Re: DDF Trial Use draft specification now publicly available

Scott Long <scott_long@adaptec.com> · Fri, 12 Mar 2004 15:27:05 -0700

Jeff Garzik wrote:
Scott Long wrote:
 > Complexity != brokenness

Agreed, but complexity is also something that is one of the key things
to resist...  Favorite Linus maxims include "don't overdesign" and "do
what you need to do, and no more"  ;-)

Doing the job right might lead to complexity.  RAID is about doing the
job right.  The 'R' in RAID doesn't stand for 'Fast' or 'Simple'.

 > Recording information about all disks and arrays on every disk means
 > that you can detect when a whole array is missing.  The more complex
 > array information means that you can express mutli-level arrays in a
 > reasonable way.  We've already spoken a little bit about this.  There is

I think you're missing an overall point about scope.  DDF configuration
is not global, from the standpoint of a Linux system.  md's
configuration (raidtab, etc) is.

Therefore, from the standpoint from the entire Linux system, the
definition "all disks and arrays" varies from one RAID "domain" to another.

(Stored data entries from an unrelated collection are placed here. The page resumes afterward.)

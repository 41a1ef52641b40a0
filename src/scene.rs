//! Scenes built from loaded maps, and the manager that owns the active one.
//!
//! A scene bundles a map with everything derived from it: the live object
//! list (doors flip `visible` here), the collision grid, the render index,
//! enemies, portals and pickups. Built scenes are cached, so door state,
//! collected items and surviving enemies are still there on return.

use crate::animation::AnimationSet;
use crate::config::GameConfig;
use crate::entity::{Entity, EntityId, EntityKind};
use crate::error::{PortalError, SceneError};
use crate::inventory::Inventory;
use crate::loader::json_loader;
use crate::map_data::{MapData, MapObject, PropertyValue};
use crate::spatial::{rects_overlap, CollisionGrid, GlobalIndex};
use macroquad::prelude::*;
use serde::Deserialize;
use std::collections::HashMap;
use std::path::Path;
use std::rc::Rc;

/// Object type marking where teleports place the player.
pub const PLAYER_SPAWN_KIND: &str = "player_spawn";
/// Object type marking an enemy spawn.
pub const ENEMY_KIND: &str = "enemy";

#[derive(Deserialize)]
#[serde(rename_all = "camelCase")]
struct JsonPortal {
    target_scene: String,
    #[serde(default)]
    spawn_x: Option<f32>,
    #[serde(default)]
    spawn_y: Option<f32>,
}

/// Scene exit anchored on a map object.
#[derive(Debug, Clone, PartialEq)]
pub struct Portal {
    /// Index of the anchor in the scene's object list.
    pub object: usize,
    /// Scene entered through this portal.
    pub target_scene: String,
    /// Player center after the transition. A missing coordinate keeps the
    /// player's current one.
    pub spawn_x: Option<f32>,
    /// See `spawn_x`.
    pub spawn_y: Option<f32>,
}

impl Portal {
    /// Reads the `portal` property of `obj`. `Ok(None)` when there is none.
    pub fn from_object(index: usize, obj: &MapObject) -> Result<Option<Portal>, PortalError> {
        let invalid = |reason: String| PortalError::InvalidProperty {
            object_id: obj.id,
            reason,
        };
        let raw = match obj.properties.get("portal") {
            None => return Ok(None),
            Some(PropertyValue::String(s)) => s,
            Some(other) => return Err(invalid(format!("expected a JSON string, got {other:?}"))),
        };
        let parsed: JsonPortal = serde_json::from_str(raw).map_err(|e| invalid(e.to_string()))?;
        if parsed.target_scene.is_empty() {
            return Err(invalid("empty targetScene".to_owned()));
        }
        Ok(Some(Portal {
            object: index,
            target_scene: parsed.target_scene,
            spawn_x: parsed.spawn_x,
            spawn_y: parsed.spawn_y,
        }))
    }

    /// Open while the anchor is invisible. Read live every call.
    pub fn is_active(&self, objects: &[MapObject]) -> bool {
        objects.get(self.object).is_some_and(|o| !o.visible)
    }

    /// Player center after using this portal from `current`.
    pub fn spawn_point(&self, current: Vec2) -> Vec2 {
        vec2(self.spawn_x.unwrap_or(current.x), self.spawn_y.unwrap_or(current.y))
    }
}
// src/map_data.rs
//! In-memory map model produced by the loader.

use crate::spatial::TileId;
use macroquad::prelude::*;
use std::collections::HashMap;

/// Typed value of a custom property.
#[derive(Debug, Clone, PartialEq)]
pub enum PropertyValue {
    /// `bool`.
    Bool(bool),
    /// `int` and `object` references.
    I64(i64),
    /// `float`.
    F32(f32),
    /// `string`, `file`, `color` and `class`.
    String(String),
}

/// String-keyed property bag attached to maps, layers, tilesets and objects.
///
/// Lookups never fail: a missing key or a value of another type yields `None`
/// (or the supplied default for the `*_or` accessors).
#[derive(Debug, Clone, Default, PartialEq)]
pub struct Properties {
    values: HashMap<String, PropertyValue>,
}

impl Properties {
    /// Empty bag.
    pub fn new() -> Self {
        Self::default()
    }

    /// Adds or replaces `name`.
    pub fn insert(&mut self, name: impl Into<String>, value: PropertyValue) {
        self.values.insert(name.into(), value);
    }

    /// Raw value of `name`.
    pub fn get(&self, name: &str) -> Option<&PropertyValue> {
        self.values.get(name)
    }

    /// Whether `name` is set.
    pub fn contains(&self, name: &str) -> bool {
        self.values.contains_key(name)
    }

    /// Number of properties.
    pub fn len(&self) -> usize {
        self.values.len()
    }

    /// No properties.
    pub fn is_empty(&self) -> bool {
        self.values.is_empty()
    }

    /// Value of a bool property.
    pub fn get_bool(&self, name: &str) -> Option<bool> {
        match self.values.get(name)? {
            PropertyValue::Bool(v) => Some(*v),
            _ => None,
        }
    }

    /// Value of an int property.
    pub fn get_i64(&self, name: &str) -> Option<i64> {
        match self.values.get(name)? {
            PropertyValue::I64(v) => Some(*v),
            _ => None,
        }
    }

    /// Int property that fits in `i32`.
    pub fn get_i32(&self, name: &str) -> Option<i32> {
        self.get_i64(name).and_then(|v| i32::try_from(v).ok())
    }

    /// Integers are widened so `scale: 2` and `scale: 2.0` read the same.
    pub fn get_f32(&self, name: &str) -> Option<f32> {
        match self.values.get(name)? {
            PropertyValue::F32(v) => Some(*v),
            PropertyValue::I64(v) => Some(*v as f32),
            _ => None,
        }
    }

    /// Value of a string-like property.
    pub fn get_string(&self, name: &str) -> Option<&str> {
        match self.values.get(name)? {
            PropertyValue::String(v) => Some(v.as_str()),
            _ => None,
        }
    }

    /// Bool property or `default`.
    pub fn bool_or(&self, name: &str, default: bool) -> bool {
        self.get_bool(name).unwrap_or(default)
    }

    /// Numeric property or `default`.
    pub fn f32_or(&self, name: &str, default: f32) -> f32 {
        self.get_f32(name).unwrap_or(default)
    }
}

/// One atlas image cut into a regular grid.
#[derive(Debug, Clone, PartialEq)]
pub struct Tileset {
    /// Gid of the first tile.
    pub first_gid: u32,
    /// Tileset name.
    pub name: String,
    /// Tiles in the atlas.
    pub tile_count: u32,
    /// Tiles per atlas row.
    pub columns: u32,
    /// Tile width in pixels.
    pub tile_w: u32,
    /// Tile height in pixels.
    pub tile_h: u32,
    /// Pixels between tiles.
    pub spacing: u32,
    /// Pixels around the atlas edge.
    pub margin: u32,
    /// Image path relative to the map document.
    pub image: String,
    /// Custom properties.
    pub properties: Properties,
}

impl Tileset {
    /// Source rectangle of a tileset-local tile index inside the atlas.
    pub fn source_rect(&self, local: u32) -> Rect {
        let cols = self.columns.max(1);
        let col = local % cols;
        let row = local / cols;
        let sx = self.margin + col * (self.tile_w + self.spacing);
        let sy = self.margin + row * (self.tile_h + self.spacing);
        Rect::new(sx as f32, sy as f32, self.tile_w as f32, self.tile_h as f32)
    }
}

/// A grid of encoded tile references. Cells are stored row-major.
#[derive(Debug, Clone)]
pub struct TileLayer {
    /// Layer name.
    pub name: String,
    /// Position of this layer in the document's layer list (draw order).
    pub z: usize,
    /// Width in cells.
    pub width: usize,
    /// Height in cells.
    pub height: usize,
    /// Authored visibility; hidden layers are not drawn.
    pub visible: bool,
    /// Draw alpha.
    pub opacity: f32,
    /// Pixel offset of the whole layer.
    pub offset: Vec2,
    /// Custom properties.
    pub properties: Properties,
    /// `width * height` encoded cells.
    pub cells: Vec<TileId>,
}

const COLLISION_NAME_HINTS: [&str; 3] = ["collision", "solid", "wall"];

impl TileLayer {
    /// Cell at `(col, row)`. Out-of-range cells are empty.
    pub fn tile(&self, col: usize, row: usize) -> TileId {
        if col >= self.width || row >= self.height {
            return TileId(0);
        }
        self.cells[row * self.width + col]
    }

    /// Whether every non-empty cell of this layer blocks movement.
    pub fn is_collidable(&self) -> bool {
        let lower = self.name.to_lowercase();
        COLLISION_NAME_HINTS.iter().any(|hint| lower.contains(hint))
            || self.properties.bool_or("collision", false)
    }
}

/// Objects authored on one layer.
#[derive(Debug, Clone)]
pub struct ObjectLayer {
    /// Layer name.
    pub name: String,
    /// Position in the document's layer list.
    pub z: usize,
    /// Authored visibility.
    pub visible: bool,
    /// Custom properties.
    pub properties: Properties,
    /// In authored order.
    pub objects: Vec<MapObject>,
}

/// A freely positioned rectangle authored on an object layer.
#[derive(Debug, Clone)]
pub struct MapObject {
    /// Tiled object id.
    pub id: u32,
    /// Object name.
    pub name: String,
    /// Tiled `type` / `class`.
    pub kind: String,
    /// Top-left corner in pixels.
    pub x: f32,
    /// Top edge in pixels.
    pub y: f32,
    /// Width before scaling.
    pub width: f32,
    /// Height before scaling.
    pub height: f32,
    /// Degrees, as authored.
    pub rotation: f32,
    /// Live for doors: toggled by interaction.
    pub visible: bool,
    /// Tile drawn for tile objects.
    pub gid: Option<TileId>,
    /// Custom properties.
    pub properties: Properties,
}

impl MapObject {
    /// Integer-ish scale factor, never below 1.
    pub fn scale(&self) -> f32 {
        self.properties.f32_or("scale", 1.0).max(1.0)
    }

    /// World-space bounds with the `scale` property applied.
    pub fn rect(&self) -> Rect {
        let s = self.scale();
        Rect::new(self.x, self.y, self.width * s, self.height * s)
    }

    /// `solid` property set.
    pub fn is_solid(&self) -> bool {
        self.properties.bool_or("solid", false)
    }

    /// `interactive` property set.
    pub fn is_interactive(&self) -> bool {
        self.properties.bool_or("interactive", false)
    }
}

/// Immutable, format-agnostic result of loading one map document.
#[derive(Debug, Clone)]
pub struct MapData {
    /// Size in tiles.
    pub width: u32,
    /// Height in tiles.
    pub height: u32,
    /// Tile size in pixels.
    pub tile_w: u32,
    /// Tile height in pixels.
    pub tile_h: u32,
    /// Map-level custom properties.
    pub properties: Properties,
    /// Sorted by `first_gid`.
    pub tilesets: Vec<Tileset>,
    /// Draw order: array order.
    pub tile_layers: Vec<TileLayer>,
    /// Object layers in document order.
    pub object_layers: Vec<ObjectLayer>,
}

impl MapData {
    /// Map size in pixels.
    pub fn pixel_size(&self) -> Vec2 {
        vec2(
            (self.width * self.tile_w) as f32,
            (self.height * self.tile_h) as f32,
        )
    }

    /// Owning tileset of an encoded cell value plus the tile's local index.
    pub fn tileset_for(&self, id: TileId) -> Option<(usize, &Tileset, u32)> {
        let idx = crate::spatial::resolve_tileset(&self.tilesets, id)?;
        let ts = &self.tilesets[idx];
        Some((idx, ts, id.clean() - ts.first_gid))
    }

    /// Every object of every object layer, in layer order.
    pub fn objects(&self) -> impl Iterator<Item = &MapObject> {
        self.object_layers.iter().flat_map(|l| l.objects.iter())
    }

    /// First tile layer called `name`.
    pub fn layer_by_name(&self, name: &str) -> Option<&TileLayer> {
        self.tile_layers.iter().find(|l| l.name == name)
    }
}

#[cfg(test)]
mod tests {
    use super::*;

    fn layer(name: &str, props: Properties) -> TileLayer {
        TileLayer {
            name: name.to_owned(),
            z: 0,
            width: 1,
            height: 1,
            visible: true,
            opacity: 1.0,
            offset: Vec2::ZERO,
            properties: props,
            cells: vec![TileId(1)],
        }
    }

    #[test]
    fn collision_layers_are_detected_by_name_or_property() {
        assert!(layer("Collision", Properties::new()).is_collidable());
        assert!(layer("outer_WALLS", Properties::new()).is_collidable());
        assert!(layer("solids", Properties::new()).is_collidable());
        assert!(!layer("decoration", Properties::new()).is_collidable());

        let mut props = Properties::new();
        props.insert("collision", PropertyValue::Bool(true));
        assert!(layer("rocks", props).is_collidable());
    }

    #[test]
    fn typed_accessors_do_not_coerce_strings() {
        let mut props = Properties::new();
        props.insert("solid", PropertyValue::String("true".into()));
        props.insert("scale", PropertyValue::I64(2));
        assert_eq!(props.get_bool("solid"), None);
        assert!(!props.bool_or("solid", false));
        assert_eq!(props.get_f32("scale"), Some(2.0));
        assert_eq!(props.get_i32("missing"), None);
    }

    #[test]
    fn object_rect_applies_scale_with_floor_of_one() {
        let mut props = Properties::new();
        props.insert("scale", PropertyValue::F32(0.5));
        let obj = MapObject {
            id: 1,
            name: "door".into(),
            kind: String::new(),
            x: 10.0,
            y: 20.0,
            width: 16.0,
            height: 32.0,
            rotation: 0.0,
            visible: true,
            gid: None,
            properties: props,
        };
        assert_eq!(obj.rect(), Rect::new(10.0, 20.0, 16.0, 32.0));
    }

    #[test]
    fn source_rect_honours_margin_and_spacing() {
        let ts = Tileset {
            first_gid: 1,
            name: "t".into(),
            tile_count: 8,
            columns: 4,
            tile_w: 16,
            tile_h: 16,
            spacing: 2,
            margin: 1,
            image: "t.png".into(),
            properties: Properties::new(),
        };
        assert_eq!(ts.source_rect(5), Rect::new(19.0, 19.0, 16.0, 16.0));
    }
}
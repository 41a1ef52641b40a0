//! Chunk culling against the camera rectangle.

use crate::spatial::{ChunkCoord, GlobalChunk, GlobalIndex, TileRec, LayerIdx, CHUNK_SIZE};
use macroquad::prelude::*;

const CULL_MARGIN_CHUNKS: i32 = 1;

/// A chunk selected for drawing.
pub struct ChunkView<'g> {
    /// Grid coordinate.
    pub coord: ChunkCoord,
    chunk: &'g GlobalChunk,
}

impl<'g> ChunkView<'g> {
    /// World position of the chunk's top-left corner.
    pub fn origin(&self) -> Vec2 {
        vec2((self.coord.x * CHUNK_SIZE) as f32, (self.coord.y * CHUNK_SIZE) as f32)
    }

    /// Tiles of `layer` in this chunk.
    pub fn tiles(&self, layer: LayerIdx) -> &'g [TileRec] {
        self.chunk.layers.get(&layer).map_or(&[], Vec::as_slice)
    }
}

/// Chunks overlapping `view`, padded by one chunk on every side, sorted by
/// row then column so drawing order is stable between frames.
pub fn query_visible_rect(g: &GlobalIndex, view: Rect) -> Vec<ChunkView<'_>> {
    let cx_min = (view.x.floor() as i32).div_euclid(CHUNK_SIZE) - CULL_MARGIN_CHUNKS;
    let cy_min = (view.y.floor() as i32).div_euclid(CHUNK_SIZE) - CULL_MARGIN_CHUNKS;
    let cx_max = ((view.x + view.w).ceil() as i32).div_euclid(CHUNK_SIZE) + CULL_MARGIN_CHUNKS;
    let cy_max = ((view.y + view.h).ceil() as i32).div_euclid(CHUNK_SIZE) + CULL_MARGIN_CHUNKS;

    let mut chunks: Vec<ChunkView<'_>> = g
        .buckets
        .iter()
        .filter(|(c, _)| c.x >= cx_min && c.x <= cx_max && c.y >= cy_min && c.y <= cy_max)
        .map(|(&coord, chunk)| ChunkView { coord, chunk })
        .collect();
    chunks.sort_by_key(|c| (c.coord.y, c.coord.x));
    chunks
}
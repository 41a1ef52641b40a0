//! Per-axis movement against collision geometry.

use crate::entity::Entity;
use crate::map_data::MapObject;
use crate::spatial::CollisionGrid;
use macroquad::prelude::*;

/// Pixel displacement for one frame. Running scales the whole vector before
/// it is split into axes.
pub fn frame_displacement(intent: Vec2, speed: f32, dt: f32, running: bool, run_multiplier: f32) -> Vec2 {
    let boost = if running { run_multiplier } else { 1.0 };
    intent * speed * dt * boost
}

#[inline]
fn translated(r: Rect, d: Vec2) -> Rect {
    Rect::new(r.x + d.x, r.y + d.y, r.w, r.h)
}

/// Moves `hitbox` by `delta`, X first then Y, each axis tested on its own.
/// A blocked axis contributes nothing; the other one still applies, which
/// makes diagonal movement slide along walls.
///
/// Long moves are cut into steps no longer than `max_step` so a fast
/// entity cannot skip over a thin wall.
pub fn resolve_axes(hitbox: Rect, delta: Vec2, max_step: f32, blocked: impl Fn(Rect) -> bool) -> Vec2 {
    let longest = delta.x.abs().max(delta.y.abs());
    let steps = if max_step > 0.0 {
        (longest / max_step).ceil().max(1.0) as usize
    } else {
        1
    };
    let step = delta / steps as f32;

    let mut applied = Vec2::ZERO;
    let (mut free_x, mut free_y) = (step.x != 0.0, step.y != 0.0);
    for _ in 0..steps {
        let here = translated(hitbox, applied);
        if free_x {
            if blocked(translated(here, vec2(step.x, 0.0))) {
                free_x = false;
            } else {
                applied.x += step.x;
            }
        }
        let here = translated(hitbox, applied);
        if free_y {
            if blocked(translated(here, vec2(0.0, step.y))) {
                free_y = false;
            } else {
                applied.y += step.y;
            }
        }
        if !free_x && !free_y {
            break;
        }
    }
    applied
}

/// Applies one frame of `entity.intent` against the scene's collision.
/// Facing follows the intent even when the move itself is blocked.
pub fn move_entity(
    entity: &mut Entity,
    speed: f32,
    dt: f32,
    run_multiplier: f32,
    margin: f32,
    grid: &CollisionGrid,
    objects: &[MapObject],
) -> Vec2 {
    if !entity.is_alive() || entity.intent == Vec2::ZERO {
        return Vec2::ZERO;
    }
    entity.anim.face(entity.intent);

    let delta = frame_displacement(entity.intent, speed, dt, entity.running, run_multiplier);
    let max_step = grid.tile_size().min_element() / 2.0;
    let applied = resolve_axes(entity.hitbox(margin), delta, max_step, |r| {
        grid.is_rect_blocked(r, objects)
    });
    entity.pos += applied;
    applied
}
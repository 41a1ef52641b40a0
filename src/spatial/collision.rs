//! Collision geometry derived from a map.

use super::rects_overlap;
use crate::map_data::{MapData, MapObject};
use macroquad::prelude::*;
use std::collections::HashMap;

struct SolidObject {
    /// Index into the scene's live object list.
    object: usize,
    rect: Rect,
}

/// Per-cell solidity of a map plus the solid object rectangles bucketed by
/// the cells they cover.
///
/// Object entries only remember *where* an object is. Whether it currently
/// blocks is read from the caller's live object list on every query, so a
/// door that is toggled invisible stops blocking immediately.
pub struct CollisionGrid {
    cols: usize,
    rows: usize,
    tile_w: f32,
    tile_h: f32,
    solid: Vec<bool>,
    objects: Vec<SolidObject>,
    buckets: HashMap<(i32, i32), Vec<usize>>,
}

/// Inclusive cell range covered by `[min, min + len)` along one axis.
#[inline]
fn cell_span(min: f32, len: f32, size: f32) -> (i32, i32) {
    let start = (min / size).floor() as i32;
    let end = if len > 0.0 {
        ((min + len) / size).ceil() as i32 - 1
    } else {
        start
    };
    (start, end.max(start))
}

impl CollisionGrid {
    /// Scans collidable tile layers and the `solid` entries of `objects`.
    ///
    /// `objects` is the list later passed to the query methods; entries are
    /// referenced by index.
    pub fn build(map: &MapData, objects: &[MapObject]) -> Self {
        let cols = map.width as usize;
        let rows = map.height as usize;
        let mut solid = vec![false; cols * rows];

        for layer in map.tile_layers.iter().filter(|l| l.is_collidable()) {
            for row in 0..layer.height.min(rows) {
                for col in 0..layer.width.min(cols) {
                    if !layer.tile(col, row).is_empty() {
                        solid[row * cols + col] = true;
                    }
                }
            }
        }

        let mut grid = CollisionGrid {
            cols,
            rows,
            tile_w: map.tile_w.max(1) as f32,
            tile_h: map.tile_h.max(1) as f32,
            solid,
            objects: Vec::new(),
            buckets: HashMap::new(),
        };

        for (index, obj) in objects.iter().enumerate() {
            if obj.is_solid() {
                grid.add_object(index, obj.rect());
            }
        }

        log::debug!(
            "collision grid {}x{}: {} solid cells, {} solid objects",
            cols,
            rows,
            grid.solid.iter().filter(|s| **s).count(),
            grid.objects.len()
        );
        grid
    }

    fn add_object(&mut self, object: usize, rect: Rect) {
        let slot = self.objects.len();
        self.objects.push(SolidObject { object, rect });
        let (c0, c1) = cell_span(rect.x, rect.w, self.tile_w);
        let (r0, r1) = cell_span(rect.y, rect.h, self.tile_h);
        for r in r0..=r1 {
            for c in c0..=c1 {
                self.buckets.entry((c, r)).or_default().push(slot);
            }
        }
    }

    /// Columns and rows.
    pub fn size_in_cells(&self) -> (usize, usize) {
        (self.cols, self.rows)
    }

    /// Cell size in pixels.
    pub fn tile_size(&self) -> Vec2 {
        vec2(self.tile_w, self.tile_h)
    }

    /// Solidity of the tile cell itself. Cells outside the map are open.
    pub fn is_cell_solid(&self, col: i32, row: i32) -> bool {
        if col < 0 || row < 0 || col as usize >= self.cols || row as usize >= self.rows {
            return false;
        }
        self.solid[row as usize * self.cols + col as usize]
    }

    /// Whether the world point is inside a solid cell or a live solid object.
    pub fn is_solid_at(&self, x: f32, y: f32, objects: &[MapObject]) -> bool {
        let col = (x / self.tile_w).floor() as i32;
        let row = (y / self.tile_h).floor() as i32;
        if self.is_cell_solid(col, row) {
            return true;
        }
        self.blocking_object_in_cell(col, row, objects, |r| {
            x >= r.x && x < r.x + r.w && y >= r.y && y < r.y + r.h
        })
    }

    /// True when `rect` overlaps a solid tile cell or a currently visible
    /// solid object.
    pub fn is_rect_blocked(&self, rect: Rect, objects: &[MapObject]) -> bool {
        let (c0, c1) = cell_span(rect.x, rect.w, self.tile_w);
        let (r0, r1) = cell_span(rect.y, rect.h, self.tile_h);

        for r in r0..=r1 {
            for c in c0..=c1 {
                if self.is_cell_solid(c, r) {
                    return true;
                }
            }
        }
        for r in r0..=r1 {
            for c in c0..=c1 {
                if self.blocking_object_in_cell(c, r, objects, |o| rects_overlap(&rect, o)) {
                    return true;
                }
            }
        }
        false
    }

    fn blocking_object_in_cell(
        &self,
        col: i32,
        row: i32,
        objects: &[MapObject],
        hit: impl Fn(&Rect) -> bool,
    ) -> bool {
        let Some(slots) = self.buckets.get(&(col, row)) else {
            return false;
        };
        slots.iter().any(|&slot| {
            let entry = &self.objects[slot];
            let live = objects.get(entry.object).map_or(false, |o| o.visible);
            live && hit(&entry.rect)
        })
    }

    /// World rectangles of every solid cell, for the debug overlay.
    pub fn solid_cell_rects(&self) -> impl Iterator<Item = Rect> + '_ {
        self.solid.iter().enumerate().filter(|(_, s)| **s).map(move |(i, _)| {
            let col = (i % self.cols) as f32;
            let row = (i / self.cols) as f32;
            Rect::new(col * self.tile_w, row * self.tile_h, self.tile_w, self.tile_h)
        })
    }

    /// Rectangles of the solid objects that currently block.
    pub fn live_object_rects<'a>(&'a self, objects: &'a [MapObject]) -> impl Iterator<Item = Rect> + 'a {
        self.objects
            .iter()
            .filter(move |e| objects.get(e.object).map_or(false, |o| o.visible))
            .map(|e| e.rect)
    }
}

This artificial partitioning into domains is obviously required for
hardware RAID -- a single controller does not know anything more than
what spindles are attached to it.

But...  this partitioning, the _initialization and ordering of domains_,
varies from controller to controller, and sometimes AFAICS from one
setup to setup.  The Linux kernel now has to organize all that into a
coherent picture.

The GUID _is_ unique, and is the authority.  The spec even details how
it is to be made unique so that it (hopefully) never collides between
domains.  Great care is taken in the spec to allow disks and arrays
to migrate between domains.  The only flaw is that it doesn't allow
the concept of overlapped domains, or disks with multiple parents.  But
that really isn't what you are talking about here.

As for domain scope within linux, it is a flaw of linux that the raid
raid stack can't reliably get pathing information to figure out it's
topology (and thus it's domain).

"Getting RAID domains right" is where I see a lot of complexity...  The
simplicity of md's raidtab provides the same thing in userspace -- just
list the ordering in a text file.  The kernel only really cares about
auto-running the RAID upon which your root filesystem (and raidtab) lives.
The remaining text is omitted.